### [YOUR OBJECTIVE]
The records that follow must be repeated exactly, line by line.

### [RECORDS]
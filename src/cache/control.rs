//! `Cache-Control` directive sets and the engine's additive output.

use std::fmt;
use std::time::SystemTime;

use crate::{Response, http::Headers};

/// Directives that mean a response already declares its own caching policy.
///
/// The engine never overrides a response carrying any of these.
pub const POLICY_DIRECTIVES: [&str; 4] = ["private", "public", "max-age", "s-maxage"];

/// An ordered `Cache-Control` directive set (RFC 9111 §5.2).
///
/// Directive names are compared case-insensitively and stored lowercase.
/// Values keep their original text, including surrounding quotes.
///
/// # Examples
///
/// ```
/// use cachet::cache::CacheControl;
///
/// let mut cc = CacheControl::parse("no-transform, Max-Age=60");
/// assert_eq!(cc.get("max-age"), Some("60"));
/// cc.insert("max-age", Some("0"));
/// cc.insert("must-revalidate", None::<String>);
/// assert_eq!(cc.to_string(), "no-transform, max-age=0, must-revalidate");
/// ```
#[derive(Debug, Clone, Default, PartialEq, Eq)]
pub struct CacheControl {
    directives: Vec<(String, Option<String>)>,
}

impl CacheControl {
    /// Creates an empty directive set.
    pub fn new() -> Self {
        Self::default()
    }

    /// Parses one `Cache-Control` header value.
    pub fn parse(value: &str) -> Self {
        let mut cc = Self::new();
        cc.extend_from(value);
        cc
    }

    /// Collects the directives of every `Cache-Control` header in `headers`.
    pub fn from_headers(headers: &Headers) -> Self {
        let mut cc = Self::new();
        for value in headers.get_all("cache-control") {
            cc.extend_from(value);
        }
        cc
    }

    fn extend_from(&mut self, value: &str) {
        for item in split_unquoted(value) {
            let item = item.trim();
            if item.is_empty() {
                continue;
            }
            let (name, arg) = match item.split_once('=') {
                Some((name, arg)) => (name.trim(), Some(arg.trim())),
                None => (item, None),
            };
            // A bare `=5` names nothing.
            if name.is_empty() {
                continue;
            }
            self.insert(name, arg);
        }
    }

    /// Returns `true` if the directive is present, with or without a value.
    pub fn contains(&self, name: &str) -> bool {
        self.directives
            .iter()
            .any(|(k, _)| k.eq_ignore_ascii_case(name))
    }

    /// Returns the value of a directive, or `None` if it is absent or valueless.
    pub fn get(&self, name: &str) -> Option<&str> {
        self.directives
            .iter()
            .find(|(k, _)| k.eq_ignore_ascii_case(name))
            .and_then(|(_, v)| v.as_deref())
    }

    /// Sets a directive. An existing directive of the same name keeps its
    /// position and takes the new value.
    ///
    /// # Arguments
    ///
    /// - `name` — directive name; stored lowercase.
    /// - `value` — the argument, or `None` for a valueless directive.
    pub fn insert<V: Into<String>>(&mut self, name: &str, value: Option<V>) {
        let name = name.to_ascii_lowercase();
        let value = value.map(Into::into);
        match self.directives.iter_mut().find(|(k, _)| *k == name) {
            Some(slot) => slot.1 = value,
            None => self.directives.push((name, value)),
        }
    }

    /// Returns `true` if any of [`POLICY_DIRECTIVES`] is present.
    pub fn declares_policy(&self) -> bool {
        POLICY_DIRECTIVES.iter().any(|name| self.contains(name))
    }

    /// Returns `true` if no directive is present.
    pub fn is_empty(&self) -> bool {
        self.directives.is_empty()
    }

    /// Number of distinct directives.
    pub fn len(&self) -> usize {
        self.directives.len()
    }

    /// Iterates `(name, value)` pairs in order.
    pub fn iter(&self) -> impl Iterator<Item = (&str, Option<&str>)> {
        self.directives
            .iter()
            .map(|(k, v)| (k.as_str(), v.as_deref()))
    }
}

impl fmt::Display for CacheControl {
    fn fmt(&self, f: &mut fmt::Formatter<'_>) -> fmt::Result {
        for (i, (name, value)) in self.directives.iter().enumerate() {
            if i > 0 {
                f.write_str(", ")?;
            }
            match value {
                Some(value) => write!(f, "{name}={value}")?,
                None => f.write_str(name)?,
            }
        }
        Ok(())
    }
}

// Splits on commas that are not inside a quoted string, e.g.
// `no-cache="Set-Cookie, X-Foo", private`.
fn split_unquoted(value: &str) -> Vec<&str> {
    let mut parts = Vec::new();
    let mut start = 0;
    let mut quoted = false;
    let mut escaped = false;
    for (i, c) in value.char_indices() {
        match c {
            _ if escaped => escaped = false,
            '\\' if quoted => escaped = true,
            '"' => quoted = !quoted,
            ',' if !quoted => {
                parts.push(&value[start..i]);
                start = i + 1;
            }
            _ => {}
        }
    }
    parts.push(&value[start..]);
    parts
}

/// Caching headers produced by the directive engine.
///
/// Applied additively: directives the response already carries are kept, and
/// only those the engine emits are set or replaced. `Expires` is written only
/// when the engine asks for it.
#[derive(Debug, Clone, Default, PartialEq, Eq)]
pub struct CacheControlDirectives {
    cache_control: CacheControl,
    expires: Option<SystemTime>,
}

impl CacheControlDirectives {
    /// Creates an empty set; applying it changes nothing.
    pub fn new() -> Self {
        Self::default()
    }

    /// Adds a valueless directive such as `public`.
    #[must_use]
    pub fn flag(mut self, name: &str) -> Self {
        self.cache_control.insert(name, None::<String>);
        self
    }

    /// Adds a directive with an argument such as `max-age=60`.
    #[must_use]
    pub fn value(mut self, name: &str, value: impl fmt::Display) -> Self {
        self.cache_control.insert(name, Some(value.to_string()));
        self
    }

    /// Asks for an `Expires` header at `at`.
    #[must_use]
    pub fn expires(mut self, at: SystemTime) -> Self {
        self.expires = Some(at);
        self
    }

    /// The `Cache-Control` directives to merge.
    pub fn cache_control(&self) -> &CacheControl {
        &self.cache_control
    }

    /// The `Expires` date to set, if any.
    pub fn expires_at(&self) -> Option<SystemTime> {
        self.expires
    }

    /// Returns `true` if the directive will be emitted.
    pub fn contains(&self, name: &str) -> bool {
        self.cache_control.contains(name)
    }

    /// Returns the argument the directive will be emitted with.
    pub fn get(&self, name: &str) -> Option<&str> {
        self.cache_control.get(name)
    }

    /// Returns `true` when there is nothing to apply.
    pub fn is_empty(&self) -> bool {
        self.cache_control.is_empty() && self.expires.is_none()
    }

    /// Merges the directives into the response's `Cache-Control` header and
    /// sets `Expires` when present.
    ///
    /// Every `Cache-Control` field already on the response is folded into one
    /// header; directives emitted here replace same-named ones in place and
    /// the rest are appended.
    pub fn apply_to(&self, response: &mut Response) {
        if self.is_empty() {
            return;
        }

        if !self.cache_control.is_empty() {
            let mut merged = CacheControl::from_headers(response.headers());
            for (name, value) in self.cache_control.iter() {
                merged.insert(name, value);
            }
            response
                .headers_mut()
                .set("Cache-Control", merged.to_string());
        }

        if let Some(at) = self.expires {
            response
                .headers_mut()
                .set("Expires", httpdate::fmt_http_date(at));
        }
    }
}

### [SOLUTION]
filename src/cache/control.rs
//! `Cache-Control` directive sets and the engine's additive output.

use std::fmt;
use std::time::SystemTime;

use crate::{Response, http::Headers};

/// Directives that mean a response already declares its own caching policy.
///
/// The engine never overrides a response carrying any of these.
pub const POLICY_DIRECTIVES: [&str; 4] = ["private", "public", "max-age", "s-maxage"];

/// An ordered `Cache-Control` directive set (RFC 9111 §5.2).
///
/// Directive names are compared case-insensitively and stored lowercase.
/// Values keep their original text, including surrounding quotes.
///
/// # Examples
///
/// ```
/// use cachet::cache::CacheControl;
///
/// let mut cc = CacheControl::parse("no-transform, Max-Age=60");
/// assert_eq!(cc.get("max-age"), Some("60"));
/// cc.insert("max-age", Some("0"));
/// cc.insert("must-revalidate", None::<String>);
/// assert_eq!(cc.to_string(), "no-transform, max-age=0, must-revalidate");
/// ```
#[derive(Debug, Clone, Default, PartialEq, Eq)]
pub struct CacheControl {
    directives: Vec<(String, Option<String>)>,
}

impl CacheControl {
    /// Creates an empty directive set.
    pub fn new() -> Self {
        Self::default()
    }

    /// Parses one `Cache-Control` header value.
    pub fn parse(value: &str) -> Self {
        let mut cc = Self::new();
        cc.extend_from(value);
        cc
    }

    /// Collects the directives of every `Cache-Control` header in `headers`.
    pub fn from_headers(headers: &Headers) -> Self {
        let mut cc = Self::new();
        for value in headers.get_all("cache-control") {
            cc.extend_from(value);
        }
        cc
    }

    fn extend_from(&mut self, value: &str) {
        for item in split_unquoted(value) {
            let item = item.trim();
            if item.is_empty() {
                continue;
            }
            let (name, arg) = match item.split_once('=') {
                Some((name, arg)) => (name.trim(), Some(arg.trim())),
                None => (item, None),
            };
            // A bare `=5` names nothing.
            if name.is_empty() {
                continue;
            }
            self.insert(name, arg);
        }
    }

    /// Returns `true` if the directive is present, with or without a value.
    pub fn contains(&self, name: &str) -> bool {
        self.directives
            .iter()
            .any(|(k, _)| k.eq_ignore_ascii_case(name))
    }

    /// Returns the value of a directive, or `None` if it is absent or valueless.
    pub fn get(&self, name: &str) -> Option<&str> {
        self.directives
            .iter()
            .find(|(k, _)| k.eq_ignore_ascii_case(name))
            .and_then(|(_, v)| v.as_deref())
    }

    /// Sets a directive. An existing directive of the same name keeps its
    /// position and takes the new value.
    ///
    /// # Arguments
    ///
    /// - `name` — directive name; stored lowercase.
    /// - `value` — the argument, or `None` for a valueless directive.
    pub fn insert<V: Into<String>>(&mut self, name: &str, value: Option<V>) {
        let name = name.to_ascii_lowercase();
        let value = value.map(Into::into);
        match self.directives.iter_mut().find(|(k, _)| *k == name) {
            Some(slot) => slot.1 = value,
            None => self.directives.push((name, value)),
        }
    }

    /// Returns `true` if any of [`POLICY_DIRECTIVES`] is present.
    pub fn declares_policy(&self) -> bool {
        POLICY_DIRECTIVES.iter().any(|name| self.contains(name))
    }

    /// Returns `true` if no directive is present.
    pub fn is_empty(&self) -> bool {
        self.directives.is_empty()
    }

    /// Number of distinct directives.
    pub fn len(&self) -> usize {
        self.directives.len()
    }

    /// Iterates `(name, value)` pairs in order.
    pub fn iter(&self) -> impl Iterator<Item = (&str, Option<&str>)> {
        self.directives
            .iter()
            .map(|(k, v)| (k.as_str(), v.as_deref()))
    }
}

impl fmt::Display for CacheControl {
    fn fmt(&self, f: &mut fmt::Formatter<'_>) -> fmt::Result {
        for (i, (name, value)) in self.directives.iter().enumerate() {
            if i > 0 {
                f.write_str(", ")?;
            }
            match value {
                Some(value) => write!(f, "{name}={value}")?,
                None => f.write_str(name)?,
            }
        }
        Ok(())
    }
}

// Splits on commas that are not inside a quoted string, e.g.
// `no-cache="Set-Cookie, X-Foo", private`.
fn split_unquoted(value: &str) -> Vec<&str> {
    let mut parts = Vec::new();
    let mut start = 0;
    let mut quoted = false;
    let mut escaped = false;
    for (i, c) in value.char_indices() {
        match c {
            _ if escaped => escaped = false,
            '\\' if quoted => escaped = true,
            '"' => quoted = !quoted,
            ',' if !quoted => {
                parts.push(&value[start..i]);
                start = i + 1;
            }
            _ => {}
        }
    }
    parts.push(&value[start..]);
    parts
}

/// Caching headers produced by the directive engine.
///
/// Applied additively: directives the response already carries are kept, and
/// only those the engine emits are set or replaced. `Expires` is written only
/// when the engine asks for it.
#[derive(Debug, Clone, Default, PartialEq, Eq)]
pub struct CacheControlDirectives {
    cache_control: CacheControl,
    expires: Option<SystemTime>,
}

impl CacheControlDirectives {
    /// Creates an empty set; applying it changes nothing.
    pub fn new() -> Self {
        Self::default()
    }

    /// Adds a valueless directive such as `public`.
    #[must_use]
    pub fn flag(mut self, name: &str) -> Self {
        self.cache_control.insert(name, None::<String>);
        self
    }

    /// Adds a directive with an argument such as `max-age=60`.
    #[must_use]
    pub fn value(mut self, name: &str, value: impl fmt::Display) -> Self {
        self.cache_control.insert(name, Some(value.to_string()));
        self
    }

    /// Asks for an `Expires` header at `at`.
    #[must_use]
    pub fn expires(mut self, at: SystemTime) -> Self {
        self.expires = Some(at);
        self
    }

    /// The `Cache-Control` directives to merge.
    pub fn cache_control(&self) -> &CacheControl {
        &self.cache_control
    }

    /// The `Expires` date to set, if any.
    pub fn expires_at(&self) -> Option<SystemTime> {
        self.expires
    }

    /// Returns `true` if the directive will be emitted.
    pub fn contains(&self, name: &str) -> bool {
        self.cache_control.contains(name)
    }

    /// Returns the argument the directive will be emitted with.
    pub fn get(&self, name: &str) -> Option<&str> {
        self.cache_control.get(name)
    }

    /// Returns `true` when there is nothing to apply.
    pub fn is_empty(&self) -> bool {
        self.cache_control.is_empty() && self.expires.is_none()
    }

    /// Merges the directives into the response's `Cache-Control` header and
    /// sets `Expires` when present.
    ///
    /// Every `Cache-Control` field already on the response is folded into one
    /// header; directives emitted here replace same-named ones in place and
    /// the rest are appended.
    pub fn apply_to(&self, response: &mut Response) {
        if self.is_empty() {
            return;
        }

        if !self.cache_control.is_empty() {
            let mut merged = CacheControl::from_headers(response.headers());
            for (name, value) in self.cache_control.iter() {
                merged.insert(name, value);
            }
            response
                .headers_mut()
                .set("Cache-Control", merged.to_string());
        }

        if let Some(at) = self.expires {
            response
                .headers_mut()
                .set("Expires", httpdate::fmt_http_date(at));
        }
    }
}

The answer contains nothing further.